A: Yes, for example, the GRU (Gated recurrent Unit) has appeared 8. Summary

Two key questions:

1. Why it has a memory function.

This is the problem solved in RNN, because there is recursive effect, the last moment the state of the hidden layer involved in the calculation process of this moment, a straightforward statement that is the choice and decision-making reference to the last state.

2. Why lstm for a long time.

Because the design of the structure has the characteristics of CEC, error up a previous state passed almost no attenuation, so when the weight adjustment, for a long time before the impact of the state and the impact of the end state can play a role at the same time, the last training model has a longer time range of memory function. 9. References

1. Visualizing and Understandingrecurrent Networks

2. On the difficulty of Trainingrecurrent network

3. hochreiter97_lstm

4. Oxford, Rnn & LSTM

5. The Vanishing GRADIENT problemduring RNN

6. Recurrent neural networkregularization

7. A. Graves. Supervised sequencelabelling with recurrent neural Networks.

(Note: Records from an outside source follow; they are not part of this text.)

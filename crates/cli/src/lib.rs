use anyhow::{Context, Result};
use clap::{Parser, Subcommand};
use ink_storage::{storage_key, AnnotationRepository, MigrationStatus, StorageConfig};
use serde::Serialize;
use std::ffi::OsString;
use std::fs;
use std::path::{Path, PathBuf};

#[derive(Debug, Parser)]
#[command(name = "pdf-ink")]
#[command(about = "Inspect and transfer ink annotations stored for PDF documents")]
pub struct Cli {
    /// Annotation store directory (defaults to $PDF_INK_ANNOTATIONS_DIR or
    /// the platform data directory).
    #[arg(long, global = true, value_name = "DIR")]
    store: Option<PathBuf>,

    #[command(subcommand)]
    command: Commands,
}

#[derive(Debug, Subcommand)]
enum Commands {
    /// Print the storage key of a document.
    Key {
        #[arg(value_name = "PDF")]
        file: PathBuf,
    },
    /// Print machine-readable annotation summary.
    Info {
        #[arg(value_name = "PDF")]
        file: PathBuf,
    },
    /// Export stored annotations as XFDF.
    Export {
        #[arg(value_name = "PDF")]
        file: PathBuf,
        #[arg(long)]
        output: Option<PathBuf>,
    },
    /// Replace stored annotations with an XFDF document.
    Import {
        #[arg(value_name = "PDF")]
        file: PathBuf,
        #[arg(value_name = "XFDF")]
        xfdf: PathBuf,
    },
    /// Remove stored annotations in every format.
    Delete {
        #[arg(value_name = "PDF")]
        file: PathBuf,
    },
    /// Convert a legacy JSON store to XFDF.
    Migrate {
        #[arg(value_name = "PDF")]
        file: PathBuf,
    },
    /// Print CLI version.
    Version,
}

#[derive(Debug, Serialize)]
struct InfoOutput {
    path: String,
    key: String,
    has_annotations: bool,
    stroke_count: usize,
    pages: Vec<PageOutput>,
}

#[derive(Debug, Serialize)]
struct PageOutput {
    page: u32,
    strokes: usize,
}

pub fn run<I, T>(args: I) -> Result<()>
where
    I: IntoIterator<Item = T>,
    T: Into<OsString> + Clone,
{
    let cli = Cli::parse_from(args);

    match cli.command {
        Commands::Key { file } => {
            println!("{}", storage_key(&file));
            Ok(())
        }
        Commands::Info { file } => run_info(&repository(cli.store)?, &file),
        Commands::Export { file, output } => {
            run_export(&repository(cli.store)?, &file, output.as_deref())
        }
        Commands::Import { file, xfdf } => run_import(&repository(cli.store)?, &file, &xfdf),
        Commands::Delete { file } => {
            repository(cli.store)?
                .delete(&file)
                .with_context(|| format!("failed to delete annotations for {}", file.display()))?;
            println!("deleted");
            Ok(())
        }
        Commands::Migrate { file } => run_migrate(&repository(cli.store)?, &file),
        Commands::Version => {
            println!("{}", env!("CARGO_PKG_VERSION"));
            Ok(())
        }
    }
}

fn repository(store: Option<PathBuf>) -> Result<AnnotationRepository> {
    let config = match store {
        Some(root) => StorageConfig::with_root(root),
        None => StorageConfig::from_env().context("invalid storage configuration")?,
    };
    Ok(AnnotationRepository::from_config(&config))
}

fn run_info(repo: &AnnotationRepository, file: &Path) -> Result<()> {
    let has_annotations = repo.has_annotations(file);
    let annotations = repo
        .load(file)
        .with_context(|| format!("failed to load annotations for {}", file.display()))?;

    let payload = InfoOutput {
        path: file.display().to_string(),
        key: storage_key(file).to_string(),
        has_annotations,
        stroke_count: annotations.stroke_count(),
        pages: annotations
            .iter()
            .map(|(page, strokes)| PageOutput { page, strokes: strokes.len() })
            .collect(),
    };

    let json = serde_json::to_string_pretty(&payload)?;
    println!("{json}");

    Ok(())
}

fn run_export(repo: &AnnotationRepository, file: &Path, output: Option<&Path>) -> Result<()> {
    let text = repo
        .export_as_string(file, None)
        .with_context(|| format!("failed to export annotations for {}", file.display()))?;

    match output {
        Some(output) => {
            if let Some(parent) = output.parent() {
                fs::create_dir_all(parent)?;
            }
            fs::write(output, text)
                .with_context(|| format!("failed to write XFDF to {}", output.display()))?;
            println!("{}", output.display());
        }
        None => print!("{text}"),
    }

    Ok(())
}

fn run_import(repo: &AnnotationRepository, file: &Path, xfdf: &Path) -> Result<()> {
    ensure_file_exists(xfdf)?;

    let text = fs::read_to_string(xfdf)
        .with_context(|| format!("failed to read {}", xfdf.display()))?;
    let annotations = repo
        .import_from_string(file, &text)
        .with_context(|| format!("failed to import {}", xfdf.display()))?;

    println!("imported {} strokes", annotations.stroke_count());
    Ok(())
}

fn run_migrate(repo: &AnnotationRepository, file: &Path) -> Result<()> {
    let status = repo
        .migrate(file)
        .with_context(|| format!("failed to migrate annotations for {}", file.display()))?;

    match status {
        MigrationStatus::Migrated { strokes } => println!("migrated {strokes} strokes"),
        MigrationStatus::AlreadyXfdf => println!("already migrated"),
        MigrationStatus::NoLegacyStore => println!("no legacy annotations"),
        MigrationStatus::UnreadableLegacy => anyhow::bail!("legacy annotation store is unreadable"),
    }

    Ok(())
}

fn ensure_file_exists(path: &Path) -> Result<()> {
    if !path.exists() {
        anyhow::bail!("file does not exist: {}", path.display());
    }

    if !path.is_file() {
        anyhow::bail!("path is not a file: {}", path.display());
    }

    Ok(())
}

8. A Guide to recurrent Neuralnetworks and back-propagation

9. An empirical exploration ofrecurrent Network architectures

A Survey on the application Ofrecurrent neural networks to statistical language modeling

Generating sequences with RNN _alex graves

On the Properties of Neuralmachine translation Encoder–decoder 1409 1259v2

Encodere mechaine translationuse CNN 1503.01838v5

Contact Us

The content source of this page is from Internet, which doesn't represent Alibaba Cloud's opinion; products and services mentioned on that page don't have any relationship with Alibaba Cloud. If the content of the page makes you feel confusing, please write us an email, we will handle the problem within 5 days after receiving your email.

If you find any instances of plagiarism from the community, please send an email to: info-contact@alibabacloud.com and provide relevant evidence. A staff member will contact you within 5 working days.

A Free Trial That Lets You Build Big!

Start building with 50+ products and up to 12 months usage for Elastic Compute Service

  • Sales Support

    1 on 1 presale consultation

  • After-Sales Support

    24/7 Technical Support 6 Free Tickets per Quarter Faster Response

  • Alibaba Cloud offers highly flexible support services tailored to meet your exact needs.